- Exercise goal: Reproduce the listing below exactly, from its first line down to and including the line with "expected JSON shape.".

== Supplied data

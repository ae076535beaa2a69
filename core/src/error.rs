//! Error types for the registry client.
//!
//! # Design
//! Every way a registry call can fail is a variant here, so callers (and
//! tests) can tell a refused connection from a non-200 answer from a body
//! that did not parse. The client logs each failure once before returning
//! it; the legacy shims collapse all of them to `false` / `None`.

use thiserror::Error;

/// Result alias used throughout the crate.
pub type Result<T> = std::result::Result<T, ApiError>;

/// Errors returned by `MaxineClient` operations and the `parse_*` mappers.
#[derive(Debug, Clone, PartialEq, Error)]
pub enum ApiError {
    /// The request never produced a response: connection refused, DNS,
    /// timeout, or the body could not be read.
    #[error("transport failure: {0}")]
    Transport(String),

    /// The registry answered with something other than 200. The body is kept
    /// for diagnostics only and is never parsed.
    #[error("HTTP {status}: {body}")]
    Status { status: u16, body: String },

    /// A 200 response whose body was not the expected JSON shape.
    #[error("response parse failed: {0}")]
    Parse(String),

    /// A request payload could not be encoded as JSON.
    #[error("request serialization failed: {0}")]
    Serialization(String),

    /// A legacy `"host:port"` address that does not split into a host and a
    /// numeric port.
    #[error("invalid address {0:?}: expected host:port")]
    InvalidAddress(String),

    /// Register answered 200 without a usable `nodeId`.
    #[error("registry returned no node id")]
    MissingNodeId,

    /// Lifecycle operation attempted before a successful register.
    #[error("node is not registered")]
    NotRegistered,

    /// Register attempted on a lifecycle that was already deregistered.
    #[error("node was deregistered")]
    Deregistered,
}

impl ApiError {
    /// The HTTP status behind this error, if the registry answered at all.
    pub fn status(&self) -> Option<u16> {
        match self {
            ApiError::Status { status, .. } => Some(*status),
            _ => None,
        }
    }

    /// True when no request reached the network.
    pub fn is_local(&self) -> bool {
        matches!(
            self,
            ApiError::Serialization(_)
                | ApiError::InvalidAddress(_)
                | ApiError::NotRegistered
                | ApiError::Deregistered
        )
    }
}

#[cfg(test)]
mod tests {
    use super::*;

    #[test]
    fn status_is_exposed_only_for_status_errors() {
        let err = ApiError::Status {
            status: 503,
            body: "down".to_string(),
        };
        assert_eq!(err.status(), Some(503));
        assert_eq!(ApiError::Transport("refused".to_string()).status(), None);
    }

    #[test]
    fn display_includes_parser_text() {
        let err = ApiError::Parse("expected value at line 1 column 1".to_string());
        assert_eq!(
            err.to_string(),
            "response parse failed: expected value at line 1 column 1"
        );
    }

    #[test]
    fn local_errors_never_touch_the_network() {
        assert!(ApiError::InvalidAddress("badaddress".to_string()).is_local());
        assert!(ApiError::NotRegistered.is_local());
        assert!(!ApiError::MissingNodeId.is_local());
        assert!(!ApiError::Transport("timeout".to_string()).is_local());
    }
}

====

- Task solution:
repository ae076535beaa2a69
filename core/src/error.rs
//! Error types for the registry client.
//!
//! # Design
//! Every way a registry call can fail is a variant here, so callers (and
//! tests) can tell a refused connection from a non-200 answer from a body
//! that did not parse. The client logs each failure once before returning
//! it; the legacy shims collapse all of them to `false` / `None`.

use thiserror::Error;

/// Result alias used throughout the crate.
pub type Result<T> = std::result::Result<T, ApiError>;

/// Errors returned by `MaxineClient` operations and the `parse_*` mappers.
#[derive(Debug, Clone, PartialEq, Error)]
pub enum ApiError {
    /// The request never produced a response: connection refused, DNS,
    /// timeout, or the body could not be read.
    #[error("transport failure: {0}")]
    Transport(String),

    /// The registry answered with something other than 200. The body is kept
    /// for diagnostics only and is never parsed.
    #[error("HTTP {status}: {body}")]
    Status { status: u16, body: String },

    /// A 200 response whose body was not the expected JSON shape.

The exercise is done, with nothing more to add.